//! Minimal upstream client used by the `/httpbin/` demo route.
//!
//! Requests are sent as HTTP/1.0 with `Connection: close`, so the upstream
//! delimits the body by closing the connection and never chunks it.

use anyhow::{Context, Result};
use bytes::{Buf, Bytes, BytesMut};
use std::time::Duration;
use tokio::io::{AsyncRead, AsyncReadExt, AsyncWriteExt};
use tokio::net::TcpStream;
use tokio::time::timeout;
use url::Url;

use crate::http::headers::Headers;
use crate::http::response::StatusCode;

/// Default buffer size for streaming
const BUFFER_SIZE: usize = 8192;

/// Upper bound on status line plus headers
const MAX_HEAD_SIZE: usize = 64 * 1024;

pub struct Upstream {
    base: Url,
    connection_timeout: Duration,
}

/// A response whose head has been read; the body is pulled chunk by chunk.
pub struct UpstreamResponse<S> {
    pub status: StatusCode,
    pub headers: Headers,
    stream: S,
    buffer: BytesMut,
}

impl Upstream {
    pub fn new(base: &str, connection_timeout: Duration) -> Result<Self> {
        let base = Url::parse(base).context("Invalid upstream URL")?;
        if base.scheme() != "http" {
            anyhow::bail!("Unsupported upstream scheme: {}", base.scheme());
        }
        base.host_str().context("Upstream URL missing host")?;

        Ok(Self {
            base,
            connection_timeout,
        })
    }

    /// Connects, sends a GET for `path` (relative to the base URL) and reads
    /// the response head.
    pub async fn fetch(&self, path: &str) -> Result<UpstreamResponse<TcpStream>> {
        let host = self.base.host_str().context("Upstream URL missing host")?;
        let port = self.base.port_or_known_default().unwrap_or(80);

        let mut stream = timeout(self.connection_timeout, TcpStream::connect((host, port)))
            .await
            .context("Connection timeout")?
            .context("Failed to connect to upstream")?;

        stream.write_all(&self.build_request(path)).await?;
        stream.flush().await?;

        tracing::trace!(%host, port, %path, "Request sent to upstream");

        read_response_head(stream).await
    }

    /// Builds the raw request bytes for `path`.
    pub fn build_request(&self, path: &str) -> Vec<u8> {
        let target = format!(
            "{}/{}",
            self.base.path().trim_end_matches('/'),
            path.trim_start_matches('/')
        );
        let host = match (self.base.host_str(), self.base.port()) {
            (Some(host), Some(port)) => format!("{}:{}", host, port),
            (Some(host), None) => host.to_string(),
            (None, _) => String::new(),
        };

        format!(
            "GET {} HTTP/1.0\r\nHost: {}\r\nUser-Agent: wirehttp\r\nConnection: close\r\n\r\n",
            target, host
        )
        .into_bytes()
    }
}

/// Reads a status line and header block from `stream`.
pub async fn read_response_head<S>(mut stream: S) -> Result<UpstreamResponse<S>>
where
    S: AsyncRead + Unpin,
{
    let mut buffer = BytesMut::with_capacity(BUFFER_SIZE);
    let mut status = None;
    let mut headers = Headers::new();

    loop {
        if status.is_none() {
            if let Some(idx) = crate::http::headers::find_crlf(&buffer) {
                let line = buffer.split_to(idx + 2);
                status = Some(parse_status_line(&line[..idx])?);
                continue;
            }
        } else {
            let (n, done) = headers
                .parse_line(&buffer)
                .context("Invalid upstream header")?;
            buffer.advance(n);
            if done {
                return Ok(UpstreamResponse {
                    status: status.context("Missing status line")?,
                    headers,
                    stream,
                    buffer,
                });
            }
            if n > 0 {
                continue;
            }
        }

        if buffer.len() > MAX_HEAD_SIZE {
            anyhow::bail!("Response headers too large");
        }

        let n = stream.read_buf(&mut buffer).await?;
        if n == 0 {
            anyhow::bail!("Connection closed before complete response head received");
        }
    }
}

fn parse_status_line(line: &[u8]) -> Result<StatusCode> {
    let line = std::str::from_utf8(line).context("Invalid UTF-8 in status line")?;
    let mut parts = line.splitn(3, ' ');

    match parts.next() {
        Some(version) if version.starts_with("HTTP/") => {}
        _ => anyhow::bail!("Invalid status line: {}", line),
    }
    let code: u16 = parts
        .next()
        .context("Missing status code")?
        .parse()
        .context("Invalid status code")?;

    Ok(StatusCode::from_u16(code))
}

impl<S> UpstreamResponse<S>
where
    S: AsyncRead + Unpin,
{
    /// Returns the next piece of body, or `None` once the upstream closes.
    pub async fn next_chunk(&mut self) -> Result<Option<Bytes>> {
        if self.buffer.is_empty() {
            self.buffer.reserve(BUFFER_SIZE);
            let n = self.stream.read_buf(&mut self.buffer).await?;
            if n == 0 {
                return Ok(None);
            }
        }
        Ok(Some(self.buffer.split().freeze()))
    }
}
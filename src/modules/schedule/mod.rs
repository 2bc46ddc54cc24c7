//! The schedule resolution module.
//!
//! Staged pipeline: the week-window calculator (in `weekboard-core`) fixes
//! the Monday–Sunday bounds, [`repository`] fetches the template/exception
//! slices overlapping them, [`resolver`] expands templates into baseline
//! occurrences and overlays exceptions, and [`service`] packages the sorted
//! result with navigation anchors.

pub mod model;
pub mod repository;
pub mod resolver;
pub mod service;
//! Library error types surfaced by the schedule engine.
//!
//! The engine itself has no transient failure modes: the only fatal input
//! error is a malformed anchor date, and everything else that can fail is a
//! persistence-collaborator error propagated unchanged. Data-integrity
//! problems in individual exceptions are warnings, not errors, and never
//! appear here (the affected exception is skipped and the rest of the week
//! still resolves).

use std::fmt;

/// Error type for schedule resolution failures.
#[derive(Debug)]
pub enum ScheduleError {
    /// The anchor date could not be parsed in the `dd-mm-yyyy` convention.
    InvalidDateFormat(String),
    /// A persistence-collaborator failure, propagated unchanged.
    Store(anyhow::Error),
}

impl fmt::Display for ScheduleError {
    fn fmt(&self, f: &mut fmt::Formatter<'_>) -> fmt::Result {
        match self {
            Self::InvalidDateFormat(input) => {
                write!(f, "Invalid anchor date '{}': expected dd-mm-yyyy", input)
            }
            Self::Store(err) => write!(f, "Schedule store failure: {}", err),
        }
    }
}

impl std::error::Error for ScheduleError {
    fn source(&self) -> Option<&(dyn std::error::Error + 'static)> {
        match self {
            Self::InvalidDateFormat(_) => None,
            Self::Store(err) => Some(&**err),
        }
    }
}

impl From<anyhow::Error> for ScheduleError {
    fn from(err: anyhow::Error) -> Self {
        Self::Store(err)
    }
}

#[cfg(test)]
mod tests {
    use super::*;

    #[test]
    fn test_invalid_date_format_display() {
        let err = ScheduleError::InvalidDateFormat("2025/09/18".to_string());
        assert_eq!(
            err.to_string(),
            "Invalid anchor date '2025/09/18': expected dd-mm-yyyy"
        );
    }

    #[test]
    fn test_store_error_preserves_source() {
        use std::error::Error;

        let err = ScheduleError::from(anyhow::anyhow!("connection refused"));
        assert!(err.source().is_some());
        assert!(err.to_string().contains("connection refused"));
    }
}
- - -
* **WHAT THIS TASK INVOLVES**: Beginning at the line above that contains "pub mod resolver;", return each line exactly through the line that contains "errors, and never", and no others.

* **PROBLEM SOLUTION**:
pub mod resolver;
pub mod service;
//! Library error types surfaced by the schedule engine.
//!
//! The engine itself has no transient failure modes: the only fatal input
//! error is a malformed anchor date, and everything else that can fail is a
//! persistence-collaborator error propagated unchanged. Data-integrity
//! problems in individual exceptions are warnings, not errors, and never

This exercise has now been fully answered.